April 20 2026, Updated 7:15 a.m. ET
In October 2007, suburban Chicago mom of two Stacy Peterson vanished without a trace – and suspicion quickly turned to her police officer husband, Drew Peterson. Stacy was Drew's fourth wife, and within a week of her disappearance, cops were investigating whether the 2004 death of his third wife, Kathleen Savio, was actually murder, RadarOnline.com can reveal.
"The new wife was always afraid that she'd end up dead like his last wife. She drowned. In a bathtub," a detective explains in a trailer for the micro-drama series from the GammaTime streaming platform about the case that captivated and horrified the nation.
The clip highlights headlines from RadarOnline.com that inspired the show, which uses dramatized reenactments, including interviews and grainy interrogation room footage, to chronicle the shocking case in a tense, true-crime documentary style.
Sister’s Search for Stacy Continues

Cassandra Cales continues searching for missing sister Stacy Peterson, whose husband Drew Peterson is imprisoned for murdering Kathleen Savio.
Drew, who was convicted of murdering Savio, is currently in prison. Stacy has never been found, but her sister Cassandra Cales has never stopped trying to find her.

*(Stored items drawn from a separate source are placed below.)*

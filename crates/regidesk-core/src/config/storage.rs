//! Durable storage configuration.

use std::path::PathBuf;

use serde::{Deserialize, Serialize};

/// Durable local storage configuration.
#[derive(Debug, Clone, Serialize, Deserialize)]
pub struct StorageConfig {
    /// Root directory for all durable data.
    #[serde(default = "default_data_root")]
    pub data_root: String,
    /// File name of the persisted session, relative to `data_root`.
    #[serde(default = "default_session_file")]
    pub session_file: String,
}

impl StorageConfig {
    /// Full path to the persisted session file.
    pub fn session_path(&self) -> PathBuf {
        PathBuf::from(&self.data_root).join(&self.session_file)
    }
}

impl Default for StorageConfig {
    fn default() -> Self {
        Self {
            data_root: default_data_root(),
            session_file: default_session_file(),
        }
    }
}

fn default_data_root() -> String {
    "data".to_string()
}

fn default_session_file() -> String {
    "session.json".to_string()
}
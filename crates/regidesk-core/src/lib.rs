//! # regidesk-core
//!
//! Core crate for the Regidesk registrar portal. Contains traits,
//! configuration schemas, typed identifiers, domain events, and the
//! unified error system.
//!
//! This crate has **no** internal dependencies on other Regidesk crates.

pub mod config;
pub mod error;
pub mod events;
pub mod result;
pub mod traits;
pub mod types;

pub use error::AppError;
pub use result::AppResult;
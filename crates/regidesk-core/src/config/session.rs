//! Session lifecycle configuration.

use serde::{Deserialize, Serialize};

/// Session lifecycle configuration.
///
/// Controls the three timers that govern a live session: the inactivity
/// timeout, the expiry warning window, and the credential poll interval.
#[derive(Debug, Clone, Serialize, Deserialize)]
pub struct SessionConfig {
    /// Minutes without user activity before the session is force-logged-out.
    #[serde(default = "default_inactivity_timeout")]
    pub inactivity_timeout_minutes: u64,
    /// Seconds before credential expiry at which the warning dialog opens.
    #[serde(default = "default_warning_window")]
    pub warning_window_seconds: u64,
    /// Interval in seconds between credential expiry checks.
    #[serde(default = "default_poll_interval")]
    pub token_poll_interval_seconds: u64,
}

impl Default for SessionConfig {
    fn default() -> Self {
        Self {
            inactivity_timeout_minutes: default_inactivity_timeout(),
            warning_window_seconds: default_warning_window(),
            token_poll_interval_seconds: default_poll_interval(),
        }
    }
}

fn default_inactivity_timeout() -> u64 {
    30
}

fn default_warning_window() -> u64 {
    300
}

fn default_poll_interval() -> u64 {
    60
}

Desperate for answers, the grieving Cales tried to communicate with Peterson to get him to reveal the location of her sister's remains.

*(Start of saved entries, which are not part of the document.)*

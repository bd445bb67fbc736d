//! File-backed session key-value store.

use std::collections::BTreeMap;
use std::path::{Path, PathBuf};

use async_trait::async_trait;
use tokio::sync::Mutex;

use regidesk_core::error::AppError;
use regidesk_core::result::AppResult;
use regidesk_core::traits::SessionBackend;

/// Durable key-value store persisting the session as a single JSON file.
///
/// The file holds a flat string-to-string object (`token`, `user`,
/// `lastActivity`). Writes go through a temp file followed by a rename so
/// a crash mid-write never leaves a truncated session behind. A missing
/// file reads as an empty store.
///
/// All operations serialize on an internal mutex; this backend is
/// process-local and explicitly not shared across clients.
#[derive(Debug)]
pub struct FileSessionBackend {
    path: PathBuf,
    lock: Mutex<()>,
}

impl FileSessionBackend {
    /// Create a backend persisting to `path`. The file is created lazily
    /// on first write.
    pub fn new(path: impl Into<PathBuf>) -> Self {
        Self {
            path: path.into(),
            lock: Mutex::new(()),
        }
    }

    /// The file this backend persists to.
    pub fn path(&self) -> &Path {
        &self.path
    }

    async fn read_map(&self) -> AppResult<BTreeMap<String, String>> {
        match tokio::fs::read(&self.path).await {
            Ok(bytes) => serde_json::from_slice(&bytes).map_err(|e| {
                AppError::with_source(
                    regidesk_core::error::ErrorKind::Storage,
                    format!("Corrupt session file '{}': {e}", self.path.display()),
                    e,
                )
            }),
            Err(e) if e.kind() == std::io::ErrorKind::NotFound => Ok(BTreeMap::new()),
            Err(e) => Err(AppError::storage(format!(
                "Failed to read session file '{}': {e}",
                self.path.display()
            ))),
        }
    }

    async fn write_map(&self, map: &BTreeMap<String, String>) -> AppResult<()> {
        if let Some(parent) = self.path.parent() {
            tokio::fs::create_dir_all(parent).await?;
        }
        let bytes = serde_json::to_vec_pretty(map)?;
        let tmp = self.path.with_extension("json.tmp");
        tokio::fs::write(&tmp, &bytes).await?;
        tokio::fs::rename(&tmp, &self.path).await?;
        Ok(())
    }
}

#[async_trait]
impl SessionBackend for FileSessionBackend {
    async fn get(&self, key: &str) -> AppResult<Option<String>> {
        let _guard = self.lock.lock().await;
        Ok(self.read_map().await?.get(key).cloned())
    }

    async fn put(&self, key: &str, value: &str) -> AppResult<()> {
        let _guard = self.lock.lock().await;
        let mut map = self.read_map().await?;
        map.insert(key.to_string(), value.to_string());
        self.write_map(&map).await
    }

    async fn remove(&self, key: &str) -> AppResult<()> {
        let _guard = self.lock.lock().await;
        let mut map = self.read_map().await?;
        if map.remove(key).is_some() {
            self.write_map(&map).await?;
        }
        Ok(())
    }
}
//! Expected reasons a transition attempt is refused.

use serde::{Deserialize, Serialize};
use thiserror::Error;

use regidesk_core::error::AppError;
use regidesk_entity::request::{DocumentType, RequestStatus};
use regidesk_entity::user::UserRole;

/// Why a transition attempt was refused.
///
/// These are expected domain outcomes, not failures: the engine returns
/// them as the `Err` arm of a plain `Result` and callers inspect them.
/// Mapping into [`AppError`] happens only at the application boundary.
#[derive(Debug, Clone, PartialEq, Error, Serialize, Deserialize)]
#[serde(tag = "reason", rename_all = "kebab-case")]
pub enum TransitionRejection {
    /// The actor's role is below the required role.
    #[error("transition requires role {required}, actor has {actual}")]
    InsufficientRole {
        /// The role the pipeline requires.
        required: UserRole,
        /// The role the actor holds.
        actual: UserRole,
    },
    /// The (status, proposed) pair is not in the document type's table.
    #[error("illegal transition {from} -> {to} for {document_type}")]
    IllegalTransition {
        /// The record's document type.
        document_type: DocumentType,
        /// Status before the attempt.
        from: RequestStatus,
        /// The proposed destination status.
        to: RequestStatus,
    },
    /// A rejection was proposed without a non-empty reason.
    #[error("rejection requires a non-empty reason")]
    MissingReason,
    /// The record is already in the proposed status.
    #[error("record is already {status}")]
    NoOp {
        /// The status the record already holds.
        status: RequestStatus,
    },
    /// The record changed under the caller; reload and retry.
    #[error("record was modified concurrently")]
    StaleRecord,
}

impl From<TransitionRejection> for AppError {
    fn from(rejection: TransitionRejection) -> Self {
        match &rejection {
            TransitionRejection::InsufficientRole { .. } => {
                AppError::authorization(rejection.to_string())
            }
            TransitionRejection::StaleRecord => AppError::conflict(rejection.to_string()),
            TransitionRejection::IllegalTransition { .. }
            | TransitionRejection::MissingReason
            | TransitionRejection::NoOp { .. } => AppError::validation(rejection.to_string()),
        }
    }
}
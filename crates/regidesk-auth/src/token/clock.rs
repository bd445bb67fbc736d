//! Fail-closed expiry classification of bearer credentials.

use base64::Engine;
use base64::engine::general_purpose::{STANDARD_NO_PAD, URL_SAFE_NO_PAD};
use chrono::{DateTime, Utc};

use regidesk_core::config::session::SessionConfig;
use regidesk_entity::session::TokenClaims;

/// Classification of a credential at a given instant.
#[derive(Debug, Clone, Copy, PartialEq, Eq)]
pub enum TokenState {
    /// The credential is valid and outside the warning window.
    Valid,
    /// The credential expires within the warning window.
    ExpiringSoon {
        /// Exact seconds remaining, used to seed the countdown display.
        seconds_left: u64,
    },
    /// The credential has expired or could not be interpreted.
    Expired,
}

/// Decodes a credential's expiry instant and classifies it.
///
/// The credential is an opaque string of three dot-separated base64url
/// segments; only the middle segment is decoded, as JSON, to extract the
/// `exp` claim. This type never performs I/O and never verifies a
/// signature — credentials are interpreted here, not authenticated.
///
/// Any decoding or parsing failure, or a missing `exp`, classifies as
/// `Expired`: fail-closed, never fail-open.
#[derive(Debug, Clone, Copy)]
pub struct TokenClock {
    warning_window_seconds: u64,
}

impl TokenClock {
    /// Create a clock from session configuration.
    pub fn new(config: &SessionConfig) -> Self {
        Self {
            warning_window_seconds: config.warning_window_seconds,
        }
    }

    /// Create a clock with an explicit warning window.
    pub fn with_warning_window(warning_window_seconds: u64) -> Self {
        Self {
            warning_window_seconds,
        }
    }

    /// Classify `token` as of `now`. Pure and deterministic.
    pub fn classify(&self, token: &str, now: DateTime<Utc>) -> TokenState {
        let Some(claims) = decode_claims(token) else {
            return TokenState::Expired;
        };
        let Some(exp) = claims.exp else {
            return TokenState::Expired;
        };

        let remaining = exp - now.timestamp();
        if remaining <= 0 {
            TokenState::Expired
        } else if (remaining as u64) <= self.warning_window_seconds {
            TokenState::ExpiringSoon {
                seconds_left: remaining as u64,
            }
        } else {
            TokenState::Valid
        }
    }
}

/// Decode the claims object from a credential's middle segment.
///
/// Returns `None` on any structural or parse failure.
pub fn decode_claims(token: &str) -> Option<TokenClaims> {
    let segments: Vec<&str> = token.split('.').collect();
    if segments.len() != 3 {
        return None;
    }
    let payload = decode_segment(segments[1])?;
    serde_json::from_slice(&payload).ok()
}

/// Decode one base64url segment, tolerating standard-alphabet and padded
/// encodings from older issuers.
fn decode_segment(segment: &str) -> Option<Vec<u8>> {
    let trimmed = segment.trim_end_matches('=');
    URL_SAFE_NO_PAD
        .decode(trimmed)
        .or_else(|_| STANDARD_NO_PAD.decode(trimmed))
        .ok()
}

"He sent me a letter, and it was all a lie," Cales shares. "He was just saying that Stacy ran off."
So Cales started her own investigation. Based on eyewitness accounts from the time of her sister's disappearance, Cales believes Stacy's body was dumped in the Chicago Sanitary and Ship Canal near Romeoville, Ill.
Frustration Mounts Over Search Efforts

Cales claimed sonar images revealed human remains in a canal near Romeoville in the ongoing search for Stacy.

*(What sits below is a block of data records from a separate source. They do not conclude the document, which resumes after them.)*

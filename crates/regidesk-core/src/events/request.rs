//! Request workflow domain events.

use serde::{Deserialize, Serialize};
use uuid::Uuid;

/// Events related to document request and enrollment records.
#[derive(Debug, Clone, Serialize, Deserialize)]
#[serde(tag = "type")]
pub enum RequestEvent {
    /// A user submitted a new request.
    Submitted {
        /// The record ID.
        request_id: Uuid,
        /// The submitting user.
        user_id: Uuid,
        /// The requested document type (wire form).
        document_type: String,
    },
    /// An administrator moved a record to a new status.
    StatusChanged {
        /// The record ID.
        request_id: Uuid,
        /// Previous status (wire form).
        from: String,
        /// New status (wire form).
        to: String,
        /// Role of the actor who made the change (wire form).
        actor_role: String,
    },
}
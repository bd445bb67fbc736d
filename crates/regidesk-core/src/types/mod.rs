//! Shared value types.

pub mod id;

pub use id::{RequestId, SessionId, UserId};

But authorities haven't been able to help.
"They [law enforcement] never worked with me," Cales lamented. "I can give them information – and they basically slam the door in my face – but that's not how they literally do it. They just say, 'We can't tell you if we are going to do anything with it or not do anything with it.' It's pretty sad."
In 2024, she revealed a team had located the body using sonar images. "We were clearly able to see a human skull, rib cage and the lower leg bones," she wrote on a GoFundMe page, adding that divers were unable to recover the body.
Through the GoFundMe, Cales has so far raised roughly half of her $20,000 goal to rent handheld sonar equipment and trained divers to retrieve the remains.
Sister Refuses to Give Up


Despite setbacks with authorities, Cales said: 'I'm never going to give up the search for my sister.'
"I'm never going to give up the search for my sister," said Cales, who has become an advocate holding monthly meetings with other families with missing loved ones.
She is done wasting time on her former brother-in-law.
"As long as he's locked up, it's fine by me," Cales said. "All I care about is giving my sister a proper burial."